The oncologist wasn't that concerned that a December 2023 CT scan showed that a cyst growing from the pancreas had appeared since the previous CT scan 6 months earlier. In fact, he also didn't think the next one was necessary for another 12 months!
I was not convinced, saying I thought I wanted more information before then. He then suggested I could discuss it with my surgeon if I wished, which I did.
His Visit Report put a different spin on our exchange:
Then I recalled some of his previous lapses.

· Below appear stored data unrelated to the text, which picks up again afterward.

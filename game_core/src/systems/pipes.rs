use hecs::World;
use rand::Rng;

use crate::{Config, Events, PipePair, Slot};

/// Generate a pipe pair at the spawn edge with a random gap offset
pub fn spawn_pipe<R: Rng>(config: &Config, rng: &mut R, show: bool) -> PipePair {
    let gap_top = rng.gen_range(config.min_top_for_top_pipe..config.max_top_for_top_pipe);
    PipePair::new(config, gap_top, show)
}

/// Outcome of moving one slot for a tick
#[derive(Debug, Clone, Copy, PartialEq)]
pub enum PipeMove {
    /// Scrolled (or left alone while hidden)
    Moved(PipePair),
    /// Scrolled past the left edge and is now hidden
    Retired(PipePair),
    /// Hidden slot replaced with a fresh pair at the spawn edge
    Spawned(PipePair),
}

impl PipeMove {
    pub fn pipe(&self) -> PipePair {
        match *self {
            PipeMove::Moved(pipe) | PipeMove::Retired(pipe) | PipeMove::Spawned(pipe) => pipe,
        }
    }
}

/// Advance one slot by a tick, using the other slot to decide on respawn
pub fn move_pipe<R: Rng>(
    mut pipe: PipePair,
    other: &PipePair,
    config: &Config,
    rng: &mut R,
) -> PipeMove {
    if pipe.show && pipe.left <= -config.pipe_width {
        pipe.show = false;
        return PipeMove::Retired(pipe);
    }

    if pipe.show {
        pipe.left -= config.speed;
    }

    if other.show && other.left < config.respawn_threshold() && !pipe.show {
        return PipeMove::Spawned(spawn_pipe(config, rng, true));
    }

    PipeMove::Moved(pipe)
}

/// Current pipe pair held by `slot`
pub fn pipe_in(world: &World, slot: Slot) -> Option<PipePair> {
    world
        .query::<(&Slot, &PipePair)>()
        .iter()
        .find_map(|(_e, (s, pipe))| (*s == slot).then_some(*pipe))
}

/// Move both slots. The second slot sees the first slot's updated state.
pub fn move_pipes<R: Rng>(world: &mut World, config: &Config, rng: &mut R, events: &mut Events) {
    for slot in Slot::ALL {
        let (Some(pipe), Some(other)) = (pipe_in(world, slot), pipe_in(world, slot.other()))
        else {
            continue;
        };

        let moved = move_pipe(pipe, &other, config, rng);
        match moved {
            PipeMove::Retired(_) => {
                log::trace!("{slot:?} pipe retired");
                events.pipe_retired = true;
            }
            PipeMove::Spawned(pipe) => {
                log::trace!("{slot:?} pipe spawned, gap at {:.1}", pipe.gap_top());
                events.pipe_spawned = true;
            }
            PipeMove::Moved(_) => {}
        }

        for (_entity, (s, pipe)) in world.query_mut::<(&Slot, &mut PipePair)>() {
            if *s == slot {
                *pipe = moved.pipe();
                break;
            }
        }
    }
}
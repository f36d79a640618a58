use rand::{RngCore, SeedableRng};

use crate::params::Params;

/// Score and lifecycle flags for the current game
#[derive(Debug, Clone, Copy, Default, PartialEq, Eq)]
pub struct Status {
    pub score: u32,
    pub game_over: bool,
    pub game_started: bool,
}

impl Status {
    pub fn new() -> Self {
        Self::default()
    }

    /// Whether the physics simulation should advance this tick
    pub fn is_running(&self) -> bool {
        self.game_started && !self.game_over
    }

    pub fn increment_score(&mut self) {
        self.score = self.score.saturating_add(1);
    }
}

/// Random number generator
#[derive(Debug, Clone)]
pub struct GameRng(pub rand::rngs::StdRng);

impl GameRng {
    pub fn new(seed: u64) -> Self {
        Self(rand::rngs::StdRng::seed_from_u64(seed))
    }

    /// Seeded from operating system entropy
    pub fn from_entropy() -> Self {
        Self(rand::rngs::StdRng::from_entropy())
    }
}

impl Default for GameRng {
    fn default() -> Self {
        Self::new(Params::DEFAULT_SEED)
    }
}

impl RngCore for GameRng {
    fn next_u32(&mut self) -> u32 {
        self.0.next_u32()
    }

    fn next_u64(&mut self) -> u64 {
        self.0.next_u64()
    }

    fn fill_bytes(&mut self, dest: &mut [u8]) {
        self.0.fill_bytes(dest)
    }

    fn try_fill_bytes(&mut self, dest: &mut [u8]) -> Result<(), rand::Error> {
        self.0.try_fill_bytes(dest)
    }
}

/// Events that occurred during the latest tick
#[derive(Debug, Clone, Copy, Default, PartialEq, Eq)]
pub struct Events {
    pub pipe_spawned: bool,
    pub pipe_retired: bool,
}

impl Events {
    pub fn new() -> Self {
        Self::default()
    }

    pub fn clear(&mut self) {
        self.pipe_spawned = false;
        self.pipe_retired = false;
    }
}

#[cfg(test)]
mod tests {
    use super::*;
    use rand::Rng;

    #[test]
    fn test_status_is_running() {
        let mut status = Status::new();
        assert!(!status.is_running());
        status.game_started = true;
        assert!(status.is_running());
        status.game_over = true;
        assert!(!status.is_running());
    }

    #[test]
    fn test_status_increment_score() {
        let mut status = Status::new();
        status.increment_score();
        status.increment_score();
        assert_eq!(status.score, 2);
    }

    #[test]
    fn test_status_score_saturates() {
        let mut status = Status {
            score: u32::MAX,
            ..Status::new()
        };
        status.increment_score();
        assert_eq!(status.score, u32::MAX);
    }

    #[test]
    fn test_game_rng_is_deterministic() {
        let mut a = GameRng::new(7);
        let mut b = GameRng::new(7);
        for _ in 0..32 {
            assert_eq!(a.gen_range(70.0f32..350.0), b.gen_range(70.0f32..350.0));
        }
    }

    #[test]
    fn test_events_clear() {
        let mut events = Events::new();
        events.pipe_spawned = true;
        events.pipe_retired = true;

        events.clear();

        assert!(!events.pipe_spawned);
        assert!(!events.pipe_retired);
    }
}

• He scheduled the chemotherapy a month before it began. It included two tablets in the morning and evening daily and an infusion each Tuesday for three weeks, then a week off before beginning the next cycle, for a total of six. (Of course, I was not able to complete even the first one.)
However, he didn't think to schedule the implanting of a mediport in the chest, through which the infusions would be made, until three days after the first infusion. By the time I realized this, it was too late to schedule it earlier, and I had to undergo the first infusion through a vein in my arm, which was quite painful.
• Some time after I was hospitalized, he notified me that there was a possible genetic mutation that could cause an adverse reaction to a chemotherapy component, but he had had it tested and found it did not affect me.
I later learned that the test had not been ordered until after I had begun exhibiting the troubling symptoms that landed me in the hospital. And the results were not known until I had already been in the hospital for more than two days.
Fortunately, a mutation had not been the cause of my disaster, which has not yet been determined, but that was not known before chemotherapy had begun.